-------- Data extract --------

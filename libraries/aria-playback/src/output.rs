//! Host-provided audio output primitive

use std::error::Error;
use std::time::Duration;

/// Boxed error from an output backend
pub type OutputError = Box<dyn Error + Send + Sync>;

/// A single audio output slot driven by [`Transport`](crate::Transport)
///
/// Implementations wrap whatever the host platform plays audio with (a
/// media element, an OS audio session, a decoder pipeline). The
/// contract is a single bound source at a time:
///
/// - [`load`](AudioOutput::load) replaces the bound source and resets
///   position to zero without starting playback
/// - position/duration queries are cheap and callable at any time
/// - [`is_finished`](AudioOutput::is_finished) latches true once the
///   bound source plays to its natural end, until the next `load`
pub trait AudioOutput: Send {
    /// Bind a new source by URL, replacing any current one
    fn load(&mut self, url: &str) -> Result<(), OutputError>;

    /// Start or resume playback of the bound source
    fn play(&mut self);

    /// Pause playback, retaining position
    fn pause(&mut self);

    /// Stop playback and release the bound source
    fn stop(&mut self);

    /// Move the playhead of the bound source
    ///
    /// Backends may complete this asynchronously; until then
    /// [`position`](AudioOutput::position) may still report the old
    /// playhead. [`Transport`](crate::Transport) masks that window.
    fn seek(&mut self, position: Duration);

    /// Apply a linear gain factor (0.0 = silence, 1.0 = unity)
    fn set_gain(&mut self, gain: f32);

    /// Current playhead position of the bound source
    fn position(&self) -> Duration;

    /// Total duration of the bound source, if known yet
    fn duration(&self) -> Option<Duration>;

    /// Whether the bound source has played to its natural end
    fn is_finished(&self) -> bool;
}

--------

--- Assignment ---
The lines you need are those with the word "OutputError"; list them from the entries.

--- Answer section ---
pub type OutputError = Box<dyn Error + Send + Sync>;
    fn load(&mut self, url: &str) -> Result<(), OutputError>;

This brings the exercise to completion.